Prompt: Search the records for the string "stable" and copy every line in which it appears.

Input:
------------

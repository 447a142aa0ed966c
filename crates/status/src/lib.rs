//! Resource status observation: poller, per-kind engine, collector.

#![forbid(unsafe_code)]

pub mod engine;
mod poller;

pub use engine::StatusEngine;
pub use poller::StatusPoller;

use std::sync::Arc;

use arc_swap::ArcSwap;
use chrono::{DateTime, Utc};
use rustc_hash::FxHashMap;
use serde::{Deserialize, Serialize};
use tokio::sync::{mpsc, oneshot};
use tracing::debug;

use rekon_core::ObjMeta;

/// Computed state of one cluster object.
#[derive(Debug, Clone, Copy, PartialEq, Eq, Serialize, Deserialize)]
pub enum Status {
    InProgress,
    Current,
    Failed,
    Terminating,
    NotFound,
    Unknown,
}

impl std::fmt::Display for Status {
    fn fmt(&self, f: &mut std::fmt::Formatter<'_>) -> std::fmt::Result {
        let s = match self {
            Status::InProgress => "InProgress",
            Status::Current => "Current",
            Status::Failed => "Failed",
            Status::Terminating => "Terminating",
            Status::NotFound => "NotFound",
            Status::Unknown => "Unknown",
        };
        f.write_str(s)
    }
}

/// One observation of one object.
#[derive(Debug, Clone, Serialize, Deserialize)]
pub struct ResourceStatus {
    pub id: ObjMeta,
    pub status: Status,
    pub generation: i64,
    pub message: String,
    pub observed_at: DateTime<Utc>,
}

impl ResourceStatus {
    pub fn new(id: ObjMeta, status: Status, generation: i64, message: impl Into<String>) -> Self {
        Self { id, status, generation, message: message.into(), observed_at: Utc::now() }
    }
}

/// Events on the poller stream. `Error` is fatal: the stream closes after.
#[derive(Debug, Clone)]
pub enum PollEvent {
    ResourceUpdate(ResourceStatus),
    Error(String),
}

/// Snapshot of the latest observation per watched id, in identity order.
#[derive(Debug, Clone, Default)]
pub struct Observation {
    pub resource_statuses: Vec<ResourceStatus>,
    pub error: Option<String>,
}

impl Observation {
    pub fn status_of(&self, id: &ObjMeta) -> Option<Status> {
        self.resource_statuses.iter().find(|rs| &rs.id == id).map(|rs| rs.status)
    }

    pub fn all_current(&self, ids: &[ObjMeta]) -> bool {
        ids.iter().all(|id| self.status_of(id) == Some(Status::Current))
    }
}

/// Completion signal for a collector; carries the fatal error, if any.
#[derive(Debug, Clone, Default)]
pub struct Completion {
    pub error: Option<String>,
}

/// Aggregates a poll stream, keeping the latest event per identity. Readers
/// snapshot lock-free via an atomically swapped `Observation`.
pub struct Collector {
    latest: Arc<ArcSwap<Observation>>,
}

impl Default for Collector {
    fn default() -> Self {
        Self::new()
    }
}

impl Collector {
    pub fn new() -> Self {
        Self { latest: Arc::new(ArcSwap::from_pointee(Observation::default())) }
    }

    /// Consume the stream until it closes. The returned channel resolves once
    /// with the completion; a fatal stream error is carried in it.
    pub fn listen(&self, mut rx: mpsc::Receiver<PollEvent>) -> oneshot::Receiver<Completion> {
        let latest = Arc::clone(&self.latest);
        let (done_tx, done_rx) = oneshot::channel();
        tokio::spawn(async move {
            let mut by_id: FxHashMap<ObjMeta, ResourceStatus> = FxHashMap::default();
            let mut error: Option<String> = None;
            while let Some(ev) = rx.recv().await {
                match ev {
                    PollEvent::ResourceUpdate(rs) => {
                        by_id.insert(rs.id.clone(), rs);
                    }
                    PollEvent::Error(e) => {
                        debug!(error = %e, "collector observed fatal poller error");
                        error = Some(e);
                    }
                }
                let mut statuses: Vec<ResourceStatus> = by_id.values().cloned().collect();
                statuses.sort_by(|a, b| a.id.cmp(&b.id));
                latest.store(Arc::new(Observation {
                    resource_statuses: statuses,
                    error: error.clone(),
                }));
            }
            let _ = done_tx.send(Completion { error });
        });
        done_rx
    }

    pub fn latest_observation(&self) -> Arc<Observation> {
        self.latest.load_full()
    }
}

#[cfg(test)]
mod tests {
    use super::*;

    fn id(kind: &str, name: &str) -> ObjMeta {
        ObjMeta::new(if kind == "Deployment" { "apps" } else { "" }, kind, "default", name)
            .unwrap()
    }

    fn update(kind: &str, name: &str, status: Status, generation: i64) -> PollEvent {
        PollEvent::ResourceUpdate(ResourceStatus::new(id(kind, name), status, generation, ""))
    }

    #[tokio::test]
    async fn collector_keeps_latest_event_per_id() {
        let collector = Collector::new();
        let (tx, rx) = mpsc::channel(16);
        let done = collector.listen(rx);

        tx.send(update("Deployment", "Foo", Status::InProgress, 1)).await.unwrap();
        tx.send(update("StatefulSet", "Bar", Status::InProgress, 1)).await.unwrap();
        tx.send(update("Deployment", "Foo", Status::Current, 2)).await.unwrap();
        drop(tx);
        done.await.unwrap();

        let obs = collector.latest_observation();
        assert_eq!(obs.resource_statuses.len(), 2);
        let dep = obs
            .resource_statuses
            .iter()
            .find(|rs| rs.id == id("Deployment", "Foo"))
            .unwrap();
        assert_eq!(dep.status, Status::Current);
        assert_eq!(dep.generation, 2);
    }

    #[tokio::test]
    async fn collector_observation_is_sorted() {
        let collector = Collector::new();
        let (tx, rx) = mpsc::channel(16);
        let done = collector.listen(rx);
        tx.send(update("StatefulSet", "zz", Status::Current, 1)).await.unwrap();
        tx.send(update("ConfigMap", "aa", Status::Current, 1)).await.unwrap();
        drop(tx);
        done.await.unwrap();

        let obs = collector.latest_observation();
        let ids: Vec<&ObjMeta> = obs.resource_statuses.iter().map(|rs| &rs.id).collect();
        let mut sorted = ids.clone();
        sorted.sort();
        assert_eq!(ids, sorted);
    }

    #[tokio::test]
    async fn collector_completion_carries_fatal_error() {
        let collector = Collector::new();
        let (tx, rx) = mpsc::channel(16);
        let done = collector.listen(rx);
        tx.send(PollEvent::Error("this is a test error".into())).await.unwrap();
        drop(tx);
        let completion = done.await.unwrap();
        assert_eq!(completion.error.as_deref(), Some("this is a test error"));
    }

    #[tokio::test]
    async fn collector_completes_on_stream_close() {
        let collector = Collector::new();
        let (tx, rx) = mpsc::channel::<PollEvent>(1);
        let done = collector.listen(rx);
        drop(tx);
        let completion = done.await.unwrap();
        assert!(completion.error.is_none());
    }
}
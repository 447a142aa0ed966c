//! Error kinds and their propagation classes.
//!
//! `EngineError` aborts the run before or during task execution;
//! `ApplyError`/`MutationError` fail a single object and let the run
//! continue.

use rekon_core::pathexp::PathError;
use rekon_core::{ObjMeta, ParseError};

/// Fatal errors: the run stops and the remaining queue is skipped.
#[derive(Debug, thiserror::Error)]
pub enum EngineError {
    #[error(transparent)]
    Resolve(#[from] rekon_graph::ResolveError),
    #[error(transparent)]
    Parse(#[from] ParseError),
    #[error(transparent)]
    Annotation(#[from] rekon_core::annotations::AnnotationError),
    #[error(transparent)]
    Inventory(#[from] rekon_inventory::InventoryError),
    #[error(transparent)]
    Cluster(#[from] rekon_cluster::ClusterError),
    #[error("status poller: {0}")]
    Poller(String),
    #[error("duplicate object in input set: {0}")]
    DuplicateObject(ObjMeta),
}

/// Per-object apply failures, classified for the event payload.
#[derive(Debug, thiserror::Error)]
pub enum ApplyError {
    #[error("unknown resource type: {0}")]
    UnknownType(String),
    #[error("applying object: {0}")]
    ApplyRun(String),
    #[error("initializing apply options: {0}")]
    InitializeApplyOption(String),
    #[error("inventory conflict: {0}")]
    InventoryConflict(String),
    #[error(transparent)]
    Mutation(#[from] MutationError),
}

/// Failures of the apply-time mutator; always per-object.
#[derive(Debug, thiserror::Error)]
pub enum MutationError {
    #[error("invalid self-reference ({0})")]
    SelfReference(ObjMeta),
    #[error("failed to get source resource ({id}): {reason}")]
    SourceFetch { id: ObjMeta, reason: String },
    #[error("source resource not found in cluster ({0})")]
    SourceNotFound(ObjMeta),
    #[error("source field {path:?} not present in source resource ({id})")]
    SourceFieldMissing { id: ObjMeta, path: String },
    #[error("token is specified, but target field value is {found}, expected string")]
    TargetTypeMismatch { found: &'static str },
    #[error(transparent)]
    Path(#[from] PathError),
    #[error(transparent)]
    Annotation(#[from] rekon_core::annotations::AnnotationError),
    #[error(transparent)]
    Identity(#[from] ParseError),
}
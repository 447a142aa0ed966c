//! Wave-sorting scenarios over realistic manifest fixtures.

use rekon_core::unstructured;
use rekon_core::{ObjMeta, ObjMetaSet};
use rekon_graph::{reverse_sort_objs, sort_objs};
use serde_json::Value;

fn obj(yaml: &str) -> Value {
    let v: serde_yaml::Value = serde_yaml::from_str(yaml).unwrap();
    serde_json::to_value(v).unwrap()
}

fn names(wave: &[Value]) -> Vec<String> {
    wave.iter().map(|o| unstructured::name(o).to_string()).collect()
}

const NAMESPACE: &str = "
kind: Namespace
apiVersion: v1
metadata:
  name: test-namespace
";

const DEPLOYMENT: &str = "
kind: Deployment
apiVersion: apps/v1
metadata:
  name: foo
  namespace: test-namespace
spec:
  replicas: 1
";

const SECRET: &str = "
kind: Secret
apiVersion: v1
metadata:
  name: secret
  namespace: test-namespace
type: Opaque
";

const CRD: &str = "
apiVersion: apiextensions.k8s.io/v1
kind: CustomResourceDefinition
metadata:
  name: crontabs.stable.example.com
spec:
  group: stable.example.com
  scope: Namespaced
  names:
    plural: crontabs
    kind: CronTab
";

const CRONTAB1: &str = "
apiVersion: stable.example.com/v1
kind: CronTab
metadata:
  name: cron-tab-01
  namespace: test-namespace
";

const CRONTAB2: &str = "
apiVersion: stable.example.com/v1
kind: CronTab
metadata:
  name: cron-tab-02
  namespace: test-namespace
";

const CONFIGMAP1: &str = "
apiVersion: v1
kind: ConfigMap
metadata:
  name: map1-name
  namespace: test-namespace
  annotations:
    config.kubernetes.io/depends-on: apps/namespaces/test-namespace/Deployment/foo
    config.kubernetes.io/apply-time-mutation: |
      - sourceRef:
          kind: Pod
          name: test-pod
          namespace: test-namespace
        sourcePath: .unused
        targetPath: .unused
data: {}
";

const CONFIGMAP2: &str = "
apiVersion: v1
kind: ConfigMap
metadata:
  name: map2-name
  namespace: test-namespace
  annotations:
    config.kubernetes.io/apply-time-mutation: |
      - sourceRef:
          group: apps
          kind: Deployment
          name: foo
          namespace: test-namespace
        sourcePath: .unused
        targetPath: .unused
data: {}
";

fn depends_on(yaml: &str, dep: &str) -> Value {
    let mut o = obj(yaml);
    let id = unstructured::obj_meta(&obj(dep)).unwrap();
    rekon_core::unstructured::set_annotation(
        &mut o,
        rekon_core::annotations::DEPENDS_ON_ANNOTATION,
        &rekon_core::annotations::format_depends_on_item(&id),
    );
    o
}

#[test]
fn empty_input_yields_no_waves() {
    let (waves, deps) = sort_objs(&[]).unwrap();
    assert!(waves.is_empty());
    assert!(deps.is_empty());
}

#[test]
fn unrelated_objects_share_one_wave() {
    let (waves, deps) = sort_objs(&[obj(DEPLOYMENT), obj(SECRET)]).unwrap();
    assert_eq!(waves.len(), 1);
    assert_eq!(names(&waves[0]), vec!["foo", "secret"]);
    assert_eq!(deps, vec![ObjMetaSet::new()]);
}

#[test]
fn namespace_sorts_before_its_members() {
    let (waves, _) = sort_objs(&[obj(NAMESPACE), obj(DEPLOYMENT), obj(SECRET)]).unwrap();
    assert_eq!(waves.len(), 2);
    assert_eq!(names(&waves[0]), vec!["test-namespace"]);
    let mut members = names(&waves[1]);
    members.sort();
    assert_eq!(members, vec!["foo", "secret"]);
}

#[test]
fn crd_sorts_before_custom_resources() {
    let (waves, _) = sort_objs(&[obj(CRONTAB1), obj(CRONTAB2), obj(CRD)]).unwrap();
    assert_eq!(waves.len(), 2);
    assert_eq!(names(&waves[0]), vec!["crontabs.stable.example.com"]);
    assert_eq!(names(&waves[1]), vec!["cron-tab-01", "cron-tab-02"]);
}

#[test]
fn explicit_depends_on_chain() {
    let deployment = depends_on(DEPLOYMENT, SECRET);
    let (waves, _) = sort_objs(&[deployment, obj(SECRET)]).unwrap();
    assert_eq!(waves.len(), 2);
    assert_eq!(names(&waves[0]), vec!["secret"]);
    assert_eq!(names(&waves[1]), vec!["foo"]);
}

#[test]
fn cycle_is_rejected_with_no_waves() {
    let deployment = depends_on(DEPLOYMENT, SECRET);
    let secret = depends_on(SECRET, DEPLOYMENT);
    let err = sort_objs(&[deployment, secret]).unwrap_err();
    assert!(err.to_string().contains("cyclic"), "unexpected error: {err}");
}

#[test]
fn external_dependencies_are_deduplicated_per_wave() {
    let cm1 = {
        // map1 also references the deployment externally
        let mut o = obj(CONFIGMAP1);
        let dep = ObjMeta::new("apps", "Deployment", "test-namespace", "foo").unwrap();
        rekon_core::unstructured::set_annotation(
            &mut o,
            rekon_core::annotations::DEPENDS_ON_ANNOTATION,
            &rekon_core::annotations::format_depends_on_item(&dep),
        );
        o
    };
    let (waves, deps) = sort_objs(&[cm1, obj(CONFIGMAP2)]).unwrap();
    assert_eq!(waves.len(), 2);
    // wave 0 holds only externals
    assert!(waves[0].is_empty());
    assert_eq!(names(&waves[1]), vec!["map1-name", "map2-name"]);

    let expected: ObjMetaSet = vec![
        ObjMeta::new("", "Pod", "test-namespace", "test-pod").unwrap(),
        ObjMeta::new("apps", "Deployment", "test-namespace", "foo").unwrap(),
    ]
    .into();
    assert_eq!(deps[0], expected);
    assert!(deps[1].is_empty());
}

#[test]
fn reverse_sort_flips_wave_order() {
    let (waves, _) =
        reverse_sort_objs(&[obj(CRONTAB1), obj(CRONTAB2), obj(NAMESPACE), obj(CRD)]).unwrap();
    assert_eq!(waves.len(), 2);
    assert_eq!(names(&waves[0]), vec!["cron-tab-01", "cron-tab-02"]);
    let mut leaves = names(&waves[1]);
    leaves.sort();
    assert_eq!(leaves, vec!["crontabs.stable.example.com", "test-namespace"]);
}
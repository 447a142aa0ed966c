//! Accessors over unstructured objects (`serde_json::Value` trees).

use serde_json::Value;

use crate::{ObjMeta, ParseError};

pub fn name(obj: &Value) -> &str {
    obj.get("metadata").and_then(|m| m.get("name")).and_then(|v| v.as_str()).unwrap_or("")
}

pub fn namespace(obj: &Value) -> &str {
    obj.get("metadata").and_then(|m| m.get("namespace")).and_then(|v| v.as_str()).unwrap_or("")
}

pub fn api_version(obj: &Value) -> &str {
    obj.get("apiVersion").and_then(|v| v.as_str()).unwrap_or("")
}

pub fn kind(obj: &Value) -> &str {
    obj.get("kind").and_then(|v| v.as_str()).unwrap_or("")
}

/// Split apiVersion into (group, version). Core kinds have an empty group.
pub fn group_version(obj: &Value) -> (&str, &str) {
    match api_version(obj).split_once('/') {
        Some((g, v)) => (g, v),
        None => ("", api_version(obj)),
    }
}

pub fn uid(obj: &Value) -> &str {
    obj.get("metadata").and_then(|m| m.get("uid")).and_then(|v| v.as_str()).unwrap_or("")
}

pub fn generation(obj: &Value) -> i64 {
    obj.get("metadata").and_then(|m| m.get("generation")).and_then(|v| v.as_i64()).unwrap_or(0)
}

pub fn deletion_timestamp(obj: &Value) -> Option<&str> {
    obj.get("metadata").and_then(|m| m.get("deletionTimestamp")).and_then(|v| v.as_str())
}

pub fn annotation<'a>(obj: &'a Value, key: &str) -> Option<&'a str> {
    obj.get("metadata")
        .and_then(|m| m.get("annotations"))
        .and_then(|a| a.get(key))
        .and_then(|v| v.as_str())
}

pub fn label<'a>(obj: &'a Value, key: &str) -> Option<&'a str> {
    obj.get("metadata")
        .and_then(|m| m.get("labels"))
        .and_then(|l| l.get(key))
        .and_then(|v| v.as_str())
}

/// Set an annotation, creating metadata/annotations maps as needed.
pub fn set_annotation(obj: &mut Value, key: &str, value: &str) {
    let Some(root) = obj.as_object_mut() else { return };
    let meta = root
        .entry("metadata")
        .or_insert_with(|| Value::Object(serde_json::Map::new()));
    if let Some(meta) = meta.as_object_mut() {
        let annotations = meta
            .entry("annotations")
            .or_insert_with(|| Value::Object(serde_json::Map::new()));
        if let Some(annotations) = annotations.as_object_mut() {
            annotations.insert(key.to_string(), Value::String(value.to_string()));
        }
    }
}

/// The engine identity of an unstructured object.
pub fn obj_meta(obj: &Value) -> Result<ObjMeta, ParseError> {
    let (group, _version) = group_version(obj);
    ObjMeta::new(group, kind(obj), namespace(obj), name(obj))
}

pub fn is_namespace(obj: &Value) -> bool {
    let (group, _) = group_version(obj);
    group.is_empty() && kind(obj) == "Namespace"
}

pub fn is_crd(obj: &Value) -> bool {
    let (group, _) = group_version(obj);
    group == "apiextensions.k8s.io" && kind(obj) == "CustomResourceDefinition"
}

pub fn is_api_service(obj: &Value) -> bool {
    let (group, _) = group_version(obj);
    group == "apiregistration.k8s.io" && kind(obj) == "APIService"
}

/// The (group, kind) a CRD serves, read from its spec.
pub fn crd_group_kind(crd: &Value) -> Option<(&str, &str)> {
    let spec = crd.get("spec")?;
    let group = spec.get("group")?.as_str()?;
    let kind = spec.get("names")?.get("kind")?.as_str()?;
    Some((group, kind))
}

------------

Answer to the exercise:
  name: crontabs.stable.example.com
  group: stable.example.com
apiVersion: stable.example.com/v1
apiVersion: stable.example.com/v1
    assert_eq!(names(&waves[0]), vec!["crontabs.stable.example.com"]);
    assert_eq!(leaves, vec!["crontabs.stable.example.com", "test-namespace"]);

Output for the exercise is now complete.